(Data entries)
=== Section Start ===
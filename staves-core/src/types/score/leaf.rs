//! Leaf nodes of a score tree.

use crate::types::attributes::{AttributeStore, Attributed};
use crate::types::time::{IntoTime, Time};
use crate::types::value::Value;
use num_traits::Zero;

/// A sounding pitch held for a duration
#[derive(Debug, Clone, PartialEq)]
#[cfg_attr(feature = "serde", derive(serde::Serialize, serde::Deserialize))]
pub struct Note {
    /// MIDI-style pitch number (60 = middle C)
    pub pitch: i64,
    pub duration: Time,
    pub attributes: AttributeStore,
}

impl Note {
    pub fn new(pitch: i64, duration: impl IntoTime) -> Self {
        Self::with_attributes(pitch, duration, AttributeStore::new())
    }

    pub fn with_attributes(
        pitch: i64,
        duration: impl IntoTime,
        attributes: impl Into<AttributeStore>,
    ) -> Self {
        Note {
            pitch,
            duration: duration.into_time(),
            attributes: attributes.into(),
        }
    }

    /// Same note shifted by `interval` semitones
    pub fn transpose(&self, interval: i64) -> Self {
        Note {
            pitch: self.pitch + interval,
            ..self.clone()
        }
    }

    /// Same note with a different duration
    pub fn with_duration(&self, duration: Time) -> Self {
        Note {
            duration,
            ..self.clone()
        }
    }
}

/// Silence for a duration. `Rest(0)` is the identity of the algebra.
#[derive(Debug, Clone, PartialEq)]
#[cfg_attr(feature = "serde", derive(serde::Serialize, serde::Deserialize))]
pub struct Rest {
    pub duration: Time,
    pub attributes: AttributeStore,
}

impl Rest {
    pub fn new(duration: impl IntoTime) -> Self {
        Self::with_attributes(duration, AttributeStore::new())
    }

    pub fn with_attributes(
        duration: impl IntoTime,
        attributes: impl Into<AttributeStore>,
    ) -> Self {
        Rest {
            duration: duration.into_time(),
            attributes: attributes.into(),
        }
    }

    /// The empty score
    pub fn none() -> Self {
        Self::new(Time::zero())
    }

    pub fn with_duration(&self, duration: Time) -> Self {
        Rest {
            duration,
            ..self.clone()
        }
    }
}

/// Zero-length, non-sounding data such as a tempo or a CC value.
#[derive(Debug, Clone, PartialEq)]
#[cfg_attr(feature = "serde", derive(serde::Serialize, serde::Deserialize))]
pub struct Controller {
    pub name: String,
    pub attributes: AttributeStore,
}

impl Controller {
    pub fn new(name: impl Into<String>, attributes: impl Into<AttributeStore>) -> Self {
        Controller {
            name: name.into(),
            attributes: attributes.into(),
        }
    }

    /// The controller's data: the entry under its own name, else the `value` entry
    pub fn value(&self) -> Option<&Value> {
        self.attributes
            .read(&self.name)
            .or_else(|| self.attributes.read("value"))
    }
}

impl Attributed for Note {
    fn attributes(&self) -> &AttributeStore {
        &self.attributes
    }

    fn replace_attributes(&self, attributes: AttributeStore) -> Self {
        Note {
            attributes,
            ..self.clone()
        }
    }
}

impl Attributed for Rest {
    fn attributes(&self) -> &AttributeStore {
        &self.attributes
    }

    fn replace_attributes(&self, attributes: AttributeStore) -> Self {
        Rest {
            attributes,
            ..self.clone()
        }
    }
}

impl Attributed for Controller {
    fn attributes(&self) -> &AttributeStore {
        &self.attributes
    }

    fn replace_attributes(&self, attributes: AttributeStore) -> Self {
        Controller {
            attributes,
            ..self.clone()
        }
    }
}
=== Section End ===
Reproduce the records above in full, without altering a single character.

filename staves-core/src/types/score/leaf.rs
//! Leaf nodes of a score tree.

use crate::types::attributes::{AttributeStore, Attributed};
use crate::types::time::{IntoTime, Time};
use crate::types::value::Value;
use num_traits::Zero;

/// A sounding pitch held for a duration
#[derive(Debug, Clone, PartialEq)]
#[cfg_attr(feature = "serde", derive(serde::Serialize, serde::Deserialize))]
pub struct Note {
    /// MIDI-style pitch number (60 = middle C)
    pub pitch: i64,
    pub duration: Time,
    pub attributes: AttributeStore,
}

impl Note {
    pub fn new(pitch: i64, duration: impl IntoTime) -> Self {
        Self::with_attributes(pitch, duration, AttributeStore::new())
    }

    pub fn with_attributes(
        pitch: i64,
        duration: impl IntoTime,
        attributes: impl Into<AttributeStore>,
    ) -> Self {
        Note {
            pitch,
            duration: duration.into_time(),
            attributes: attributes.into(),
        }
    }

    /// Same note shifted by `interval` semitones
    pub fn transpose(&self, interval: i64) -> Self {
        Note {
            pitch: self.pitch + interval,
            ..self.clone()
        }
    }

    /// Same note with a different duration
    pub fn with_duration(&self, duration: Time) -> Self {
        Note {
            duration,
            ..self.clone()
        }
    }
}

/// Silence for a duration. `Rest(0)` is the identity of the algebra.
#[derive(Debug, Clone, PartialEq)]
#[cfg_attr(feature = "serde", derive(serde::Serialize, serde::Deserialize))]
pub struct Rest {
    pub duration: Time,
    pub attributes: AttributeStore,
}

impl Rest {
    pub fn new(duration: impl IntoTime) -> Self {
        Self::with_attributes(duration, AttributeStore::new())
    }

    pub fn with_attributes(
        duration: impl IntoTime,
        attributes: impl Into<AttributeStore>,
    ) -> Self {
        Rest {
            duration: duration.into_time(),
            attributes: attributes.into(),
        }
    }

    /// The empty score
    pub fn none() -> Self {
        Self::new(Time::zero())
    }

    pub fn with_duration(&self, duration: Time) -> Self {
        Rest {
            duration,
            ..self.clone()
        }
    }
}

/// Zero-length, non-sounding data such as a tempo or a CC value.
#[derive(Debug, Clone, PartialEq)]
#[cfg_attr(feature = "serde", derive(serde::Serialize, serde::Deserialize))]
pub struct Controller {
    pub name: String,
    pub attributes: AttributeStore,
}

impl Controller {
    pub fn new(name: impl Into<String>, attributes: impl Into<AttributeStore>) -> Self {
        Controller {
            name: name.into(),
            attributes: attributes.into(),
        }
    }

    /// The controller's data: the entry under its own name, else the `value` entry
    pub fn value(&self) -> Option<&Value> {
        self.attributes
            .read(&self.name)
            .or_else(|| self.attributes.read("value"))
    }
}

impl Attributed for Note {
    fn attributes(&self) -> &AttributeStore {
        &self.attributes
    }

    fn replace_attributes(&self, attributes: AttributeStore) -> Self {
        Note {
            attributes,
            ..self.clone()
        }
    }
}

impl Attributed for Rest {
    fn attributes(&self) -> &AttributeStore {
        &self.attributes
    }

    fn replace_attributes(&self, attributes: AttributeStore) -> Self {
        Rest {
            attributes,
            ..self.clone()
        }
    }
}

impl Attributed for Controller {
    fn attributes(&self) -> &AttributeStore {
        &self.attributes
    }

    fn replace_attributes(&self, attributes: AttributeStore) -> Self {
        Controller {
            attributes,
            ..self.clone()
        }
    }
}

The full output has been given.